Après l’éclatement de la Yougoslavie au début des années 1990, chacun des nouveaux pays a commencé à établir ses propres normes d’utilisation de la langue, et le terme serbo-croate a disparu de l’usage officiel. Dans les études linguistiques, il est parfois encore utilisé par des auteurs extérieurs à la région, mais le BCS (qui signifie « bosniaque-croate-serbe ») et, plus tard, le BCMS sont également devenus populaires. En Serbie, la langue s’appelle le serbe, et l’écriture cyrillique est encouragée au détriment du latin. En Croatie, il n’y a que le croate ; le purisme, y compris la pratique consistant à proscrire certains mots en raison de leur origine serbe réelle ou supposée, était fort dans les années 1990, mais un peu plus faible après 2000. Les normalisateurs du croate ne consultent plus les érudits serbes, et les linguistes de Serbie ne sollicitent plus l’apport de la Croatie.
Le Monténégro, dans sa constitution de 2007, a proclamé le monténégrin comme la langue officielle du pays, bien que le serbe, le bosniaque, l’albanais et le croate aient également reçu un statut officiel. Certains érudits ont espéré différencier le monténégrin du serbe en ajoutant deux ou trois nouvelles lettres à l’alphabet pour les consonnes spécifiquement monténégrines, mais ces lettres ne sont pas largement utilisées.
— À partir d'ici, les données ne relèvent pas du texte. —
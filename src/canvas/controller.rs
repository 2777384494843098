use crate::canvas::{CanvasState, ImageId, InteractionState};
use crate::config::CanvasOptions;

/// Pointer input in canvas-local coordinates.
#[derive(Debug, Clone, Copy, PartialEq)]
pub enum PointerEvent {
    Down { x: f64, y: f64 },
    Move { x: f64, y: f64 },
    Up,
    Leave,
}

#[derive(Debug, Clone, Copy, PartialEq, Eq)]
pub enum HitTarget {
    ResizeHandle(ImageId),
    DeleteControl(ImageId),
    Body(ImageId),
}

#[derive(Debug, Clone, Copy, PartialEq, Eq)]
pub enum PointerOutcome {
    Ignored,
    DragStarted(ImageId),
    ResizeStarted(ImageId),
    Moved(ImageId),
    Resized(ImageId),
    Removed(ImageId),
    Released(ImageId),
}

/// Turns raw pointer events into gestures against a [`CanvasState`].
#[derive(Debug, Clone)]
pub struct InteractionController {
    handle_size: f64,
    delete_size: f64,
    grab_offset: (f64, f64),
}

impl Default for InteractionController {
    fn default() -> Self {
        Self::new(&CanvasOptions::default())
    }
}

impl InteractionController {
    pub fn new(options: &CanvasOptions) -> Self {
        Self {
            handle_size: options.handle_size,
            delete_size: options.delete_size,
            grab_offset: (0.0, 0.0),
        }
    }

    /// Topmost image wins; within one image the resize handle sits above the
    /// delete control, which sits above the body.
    pub fn hit_test(&self, canvas: &CanvasState, x: f64, y: f64) -> Option<HitTarget> {
        canvas.images().rev().find_map(|image| {
            let rect = image.rect;
            if rect.bottom_right_square(self.handle_size).contains(x, y) {
                Some(HitTarget::ResizeHandle(image.id))
            } else if rect.top_right_square(self.delete_size).contains(x, y) {
                Some(HitTarget::DeleteControl(image.id))
            } else if rect.contains(x, y) {
                Some(HitTarget::Body(image.id))
            } else {
                None
            }
        })
    }

    pub fn handle(&mut self, canvas: &mut CanvasState, event: PointerEvent) -> PointerOutcome {
        match event {
            PointerEvent::Down { x, y } => self.pointer_down(canvas, x, y),
            PointerEvent::Move { x, y } => self.pointer_move(canvas, x, y),
            PointerEvent::Up | PointerEvent::Leave => {
                let active = canvas.interaction().active_image();
                canvas.end_interaction();
                active.map_or(PointerOutcome::Ignored, PointerOutcome::Released)
            }
        }
    }

    /// Explicit per-image delete, usable whatever gesture is in progress.
    pub fn delete(&mut self, canvas: &mut CanvasState, id: ImageId) -> bool {
        canvas.remove_image(id).is_some()
    }

    fn pointer_down(&mut self, canvas: &mut CanvasState, x: f64, y: f64) -> PointerOutcome {
        if !canvas.interaction().is_idle() {
            return PointerOutcome::Ignored;
        }
        match self.hit_test(canvas, x, y) {
            Some(HitTarget::ResizeHandle(id)) => {
                if canvas.begin_resize(id) {
                    PointerOutcome::ResizeStarted(id)
                } else {
                    PointerOutcome::Ignored
                }
            }
            Some(HitTarget::DeleteControl(id)) => {
                if self.delete(canvas, id) {
                    PointerOutcome::Removed(id)
                } else {
                    PointerOutcome::Ignored
                }
            }
            Some(HitTarget::Body(id)) => {
                let Some(rect) = canvas.get(id).map(|image| image.rect) else {
                    return PointerOutcome::Ignored;
                };
                if !canvas.begin_drag(id) {
                    return PointerOutcome::Ignored;
                }
                self.grab_offset = (x - rect.x, y - rect.y);
                PointerOutcome::DragStarted(id)
            }
            None => PointerOutcome::Ignored,
        }
    }

    fn pointer_move(&mut self, canvas: &mut CanvasState, x: f64, y: f64) -> PointerOutcome {
        match canvas.interaction() {
            InteractionState::Idle => PointerOutcome::Ignored,
            InteractionState::Dragging(id) => {
                let Some(rect) = canvas.get(id).map(|image| image.rect) else {
                    return PointerOutcome::Ignored;
                };
                let target_x = x - self.grab_offset.0;
                let target_y = y - self.grab_offset.1;
                if canvas.move_image(id, target_x - rect.x, target_y - rect.y) {
                    PointerOutcome::Moved(id)
                } else {
                    PointerOutcome::Ignored
                }
            }
            InteractionState::Resizing(id) => {
                let Some(rect) = canvas.get(id).map(|image| image.rect) else {
                    return PointerOutcome::Ignored;
                };
                if canvas.resize_image(id, x - rect.x, y - rect.y) {
                    PointerOutcome::Resized(id)
                } else {
                    PointerOutcome::Ignored
                }
            }
        }
    }
}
Dans la pratique, le vocabulaire monténégrin est celui de la Serbie et l’écriture cyrillique est privilégiée par rapport au latin, mais, contrairement à l’usage serbe, l’usage monténégrin conserve la prononciation je, ije mentionnée plus haut.
De tous les anciens États yougoslaves, la Bosnie-Herzégovine présente la situation linguistique la plus complexe. Compte tenu de sa population mixte (quelques Croates, plus de Serbes et encore plus de Bosniaques), les accords de Dayton de 1995 prévoyaient des versions bosniaque, croate et serbe des documents officiels. Dans la pratique, ces versions ne diffèrent que par quelques mots et par l’alphabet (cyrillique pour les Serbes de Bosnie, latin pour les autres). De nombreuses personnes en Bosnie-Herzégovine prétendent parler le bosniaque (qu’elles épellent ou non selon les normes officielles bosniaques), mais les normalisateurs linguistiques, tant en Croatie qu’en Serbie, insistent sur le fait que si un tel phénomène existe, seuls les Bosniaques l’utiliseraient et qu’il devrait donc être appelé bosniaque.
Au XXIe siècle, donc, deux langues standard bien délimitées existent (le croate et le serbe) et deux autres prennent forme (le bosniaque et le monténégrin). Les locuteurs instruits de n’importe lequel de ces pays peuvent converser avec une compréhension totale, gênés seulement par quelques mots de la vie quotidienne et des termes techniques (un peu comme la botte britannique et la mélasse par rapport au tronc américain et à la mélasse). Par conséquent, certains affirment qu’ils parlent une seule langue. Cependant, lorsqu’on écrit, on ne peut pas suivre simultanément les normes linguistiques serbe et croate, ou monténégrine et bosniaque, de sorte qu’en pratique, il n’existe pas de norme commune.